BEGIN Records supplied
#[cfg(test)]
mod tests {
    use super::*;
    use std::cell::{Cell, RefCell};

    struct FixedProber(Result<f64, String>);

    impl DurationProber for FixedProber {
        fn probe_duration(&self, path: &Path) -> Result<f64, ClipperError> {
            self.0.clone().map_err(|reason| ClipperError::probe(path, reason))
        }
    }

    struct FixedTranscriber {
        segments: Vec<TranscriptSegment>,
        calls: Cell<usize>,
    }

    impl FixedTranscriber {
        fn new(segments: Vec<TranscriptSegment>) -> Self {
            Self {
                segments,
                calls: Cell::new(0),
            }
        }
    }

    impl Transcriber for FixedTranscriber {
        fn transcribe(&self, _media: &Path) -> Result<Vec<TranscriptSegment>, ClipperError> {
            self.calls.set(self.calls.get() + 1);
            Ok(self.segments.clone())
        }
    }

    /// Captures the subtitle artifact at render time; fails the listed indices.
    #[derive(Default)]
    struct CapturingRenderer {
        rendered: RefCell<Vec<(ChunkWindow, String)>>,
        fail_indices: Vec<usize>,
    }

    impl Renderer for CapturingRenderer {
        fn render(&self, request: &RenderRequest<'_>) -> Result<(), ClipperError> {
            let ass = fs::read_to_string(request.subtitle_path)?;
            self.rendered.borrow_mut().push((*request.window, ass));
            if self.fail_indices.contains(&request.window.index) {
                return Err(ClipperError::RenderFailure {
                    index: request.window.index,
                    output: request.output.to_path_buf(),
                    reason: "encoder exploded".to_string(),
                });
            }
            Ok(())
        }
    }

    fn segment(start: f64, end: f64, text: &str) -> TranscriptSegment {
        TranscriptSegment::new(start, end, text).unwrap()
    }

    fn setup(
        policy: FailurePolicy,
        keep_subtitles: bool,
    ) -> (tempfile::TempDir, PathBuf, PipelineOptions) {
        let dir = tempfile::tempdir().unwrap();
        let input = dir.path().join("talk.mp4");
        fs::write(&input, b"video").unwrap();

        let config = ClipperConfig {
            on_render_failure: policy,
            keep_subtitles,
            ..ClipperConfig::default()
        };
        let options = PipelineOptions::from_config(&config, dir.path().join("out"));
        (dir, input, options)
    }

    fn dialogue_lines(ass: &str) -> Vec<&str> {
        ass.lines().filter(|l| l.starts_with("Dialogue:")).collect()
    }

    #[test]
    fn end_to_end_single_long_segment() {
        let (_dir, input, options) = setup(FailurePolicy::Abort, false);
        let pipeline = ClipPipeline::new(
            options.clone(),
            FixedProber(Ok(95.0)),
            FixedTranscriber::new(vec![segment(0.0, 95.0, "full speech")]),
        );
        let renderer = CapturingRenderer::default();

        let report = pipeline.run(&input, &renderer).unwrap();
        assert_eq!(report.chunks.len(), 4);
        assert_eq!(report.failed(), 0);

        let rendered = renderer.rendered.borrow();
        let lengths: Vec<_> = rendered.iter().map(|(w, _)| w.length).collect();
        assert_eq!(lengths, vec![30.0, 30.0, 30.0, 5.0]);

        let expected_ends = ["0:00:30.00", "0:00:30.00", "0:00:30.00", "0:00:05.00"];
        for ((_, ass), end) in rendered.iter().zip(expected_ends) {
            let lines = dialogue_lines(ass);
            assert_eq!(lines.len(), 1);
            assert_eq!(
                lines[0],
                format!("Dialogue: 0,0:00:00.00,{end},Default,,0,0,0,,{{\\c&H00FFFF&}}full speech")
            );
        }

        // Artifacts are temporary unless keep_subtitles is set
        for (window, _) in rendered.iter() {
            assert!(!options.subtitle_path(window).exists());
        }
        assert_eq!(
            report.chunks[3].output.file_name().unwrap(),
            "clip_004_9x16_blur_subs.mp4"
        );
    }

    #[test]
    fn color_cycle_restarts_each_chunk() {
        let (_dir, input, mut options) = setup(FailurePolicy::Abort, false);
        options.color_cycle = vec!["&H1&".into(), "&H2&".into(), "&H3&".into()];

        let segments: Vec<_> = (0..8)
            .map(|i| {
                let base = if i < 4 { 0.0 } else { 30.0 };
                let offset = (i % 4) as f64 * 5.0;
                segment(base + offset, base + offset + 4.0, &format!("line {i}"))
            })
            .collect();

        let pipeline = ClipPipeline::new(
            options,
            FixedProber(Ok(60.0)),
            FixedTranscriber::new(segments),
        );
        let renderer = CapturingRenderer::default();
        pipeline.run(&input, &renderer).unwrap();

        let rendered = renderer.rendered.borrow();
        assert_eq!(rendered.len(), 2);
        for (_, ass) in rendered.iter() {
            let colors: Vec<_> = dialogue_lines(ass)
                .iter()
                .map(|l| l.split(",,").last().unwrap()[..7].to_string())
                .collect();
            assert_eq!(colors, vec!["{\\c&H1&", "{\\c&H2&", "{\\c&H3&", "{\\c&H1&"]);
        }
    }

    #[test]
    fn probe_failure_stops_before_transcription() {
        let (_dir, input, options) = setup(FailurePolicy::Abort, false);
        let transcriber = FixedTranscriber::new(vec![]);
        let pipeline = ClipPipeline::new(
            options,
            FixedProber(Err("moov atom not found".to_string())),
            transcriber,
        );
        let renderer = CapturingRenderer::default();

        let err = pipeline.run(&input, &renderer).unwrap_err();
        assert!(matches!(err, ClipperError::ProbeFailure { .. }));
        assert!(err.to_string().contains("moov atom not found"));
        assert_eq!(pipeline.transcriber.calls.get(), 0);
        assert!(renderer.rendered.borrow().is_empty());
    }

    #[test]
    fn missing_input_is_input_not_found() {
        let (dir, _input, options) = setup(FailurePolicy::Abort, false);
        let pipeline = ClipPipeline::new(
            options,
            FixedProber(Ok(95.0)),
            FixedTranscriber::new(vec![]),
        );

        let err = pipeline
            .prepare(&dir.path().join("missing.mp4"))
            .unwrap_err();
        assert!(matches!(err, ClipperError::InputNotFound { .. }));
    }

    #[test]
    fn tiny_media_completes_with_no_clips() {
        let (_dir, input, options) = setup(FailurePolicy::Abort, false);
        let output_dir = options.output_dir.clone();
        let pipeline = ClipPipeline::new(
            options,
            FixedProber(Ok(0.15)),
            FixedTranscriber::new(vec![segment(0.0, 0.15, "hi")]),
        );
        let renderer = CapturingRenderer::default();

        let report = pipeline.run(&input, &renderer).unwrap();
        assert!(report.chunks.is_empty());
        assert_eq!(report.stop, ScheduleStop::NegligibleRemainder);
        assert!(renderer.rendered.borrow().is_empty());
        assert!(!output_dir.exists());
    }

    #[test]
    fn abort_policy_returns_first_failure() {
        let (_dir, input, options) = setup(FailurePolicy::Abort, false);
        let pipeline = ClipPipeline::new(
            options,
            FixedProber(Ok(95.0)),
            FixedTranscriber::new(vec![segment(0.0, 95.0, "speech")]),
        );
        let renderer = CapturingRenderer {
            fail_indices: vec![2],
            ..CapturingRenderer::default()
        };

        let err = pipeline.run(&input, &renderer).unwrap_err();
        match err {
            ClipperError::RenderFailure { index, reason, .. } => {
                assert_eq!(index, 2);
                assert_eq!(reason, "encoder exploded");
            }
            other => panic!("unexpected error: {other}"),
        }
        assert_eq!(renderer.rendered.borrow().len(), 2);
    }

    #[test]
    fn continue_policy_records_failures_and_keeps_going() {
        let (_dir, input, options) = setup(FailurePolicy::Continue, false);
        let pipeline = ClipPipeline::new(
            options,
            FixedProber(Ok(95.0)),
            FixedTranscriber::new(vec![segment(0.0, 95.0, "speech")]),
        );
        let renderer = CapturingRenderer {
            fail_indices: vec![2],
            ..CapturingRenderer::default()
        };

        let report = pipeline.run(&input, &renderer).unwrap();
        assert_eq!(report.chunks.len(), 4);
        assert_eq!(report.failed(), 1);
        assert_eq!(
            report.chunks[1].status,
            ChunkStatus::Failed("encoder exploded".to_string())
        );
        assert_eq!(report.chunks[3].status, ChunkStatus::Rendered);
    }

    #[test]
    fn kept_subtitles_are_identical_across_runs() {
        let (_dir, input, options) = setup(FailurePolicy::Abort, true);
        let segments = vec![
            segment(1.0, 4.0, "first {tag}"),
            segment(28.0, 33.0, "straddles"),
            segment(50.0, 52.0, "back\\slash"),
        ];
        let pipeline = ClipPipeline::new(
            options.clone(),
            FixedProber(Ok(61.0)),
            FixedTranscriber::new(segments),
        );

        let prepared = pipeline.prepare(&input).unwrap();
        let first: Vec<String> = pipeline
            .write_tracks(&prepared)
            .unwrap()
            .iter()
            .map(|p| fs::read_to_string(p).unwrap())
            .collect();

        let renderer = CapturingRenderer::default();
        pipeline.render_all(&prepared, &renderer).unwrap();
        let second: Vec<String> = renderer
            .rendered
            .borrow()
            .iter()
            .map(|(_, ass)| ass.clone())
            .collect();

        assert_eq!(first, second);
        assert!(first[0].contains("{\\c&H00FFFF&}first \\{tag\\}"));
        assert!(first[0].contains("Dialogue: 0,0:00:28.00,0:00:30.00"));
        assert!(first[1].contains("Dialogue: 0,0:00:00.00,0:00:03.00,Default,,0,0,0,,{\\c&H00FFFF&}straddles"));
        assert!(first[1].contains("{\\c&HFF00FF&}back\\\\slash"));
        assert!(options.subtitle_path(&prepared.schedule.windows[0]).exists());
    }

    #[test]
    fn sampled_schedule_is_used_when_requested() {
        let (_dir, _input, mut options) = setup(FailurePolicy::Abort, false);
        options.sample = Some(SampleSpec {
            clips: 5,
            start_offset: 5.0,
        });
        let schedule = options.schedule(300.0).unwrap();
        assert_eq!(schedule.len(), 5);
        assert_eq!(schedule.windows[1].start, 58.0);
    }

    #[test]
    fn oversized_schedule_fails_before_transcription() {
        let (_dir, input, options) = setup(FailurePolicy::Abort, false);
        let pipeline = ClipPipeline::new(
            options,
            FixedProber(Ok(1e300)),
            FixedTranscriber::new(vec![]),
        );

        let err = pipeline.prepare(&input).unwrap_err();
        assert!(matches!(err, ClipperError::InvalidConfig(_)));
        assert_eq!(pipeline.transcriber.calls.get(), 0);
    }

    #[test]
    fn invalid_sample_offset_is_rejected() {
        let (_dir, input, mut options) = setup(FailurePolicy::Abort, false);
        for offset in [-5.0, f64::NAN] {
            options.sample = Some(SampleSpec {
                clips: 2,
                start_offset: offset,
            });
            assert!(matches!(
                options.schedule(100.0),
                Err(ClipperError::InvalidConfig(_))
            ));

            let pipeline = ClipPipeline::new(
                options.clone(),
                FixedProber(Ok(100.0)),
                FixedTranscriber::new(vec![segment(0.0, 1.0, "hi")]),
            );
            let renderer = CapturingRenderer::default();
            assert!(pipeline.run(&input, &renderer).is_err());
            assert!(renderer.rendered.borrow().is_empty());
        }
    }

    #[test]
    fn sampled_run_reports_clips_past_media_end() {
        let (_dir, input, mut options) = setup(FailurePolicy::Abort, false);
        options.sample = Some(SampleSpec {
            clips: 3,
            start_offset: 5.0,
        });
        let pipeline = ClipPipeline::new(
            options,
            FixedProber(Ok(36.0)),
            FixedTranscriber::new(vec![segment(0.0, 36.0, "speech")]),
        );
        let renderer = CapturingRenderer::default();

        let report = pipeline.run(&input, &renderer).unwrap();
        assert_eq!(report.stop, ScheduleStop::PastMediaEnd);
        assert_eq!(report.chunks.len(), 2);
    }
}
END Records supplied
_Work order_
Within the entries above, how many lines include the word "moov"? Respond with the number only.

_Result for this exercise_
2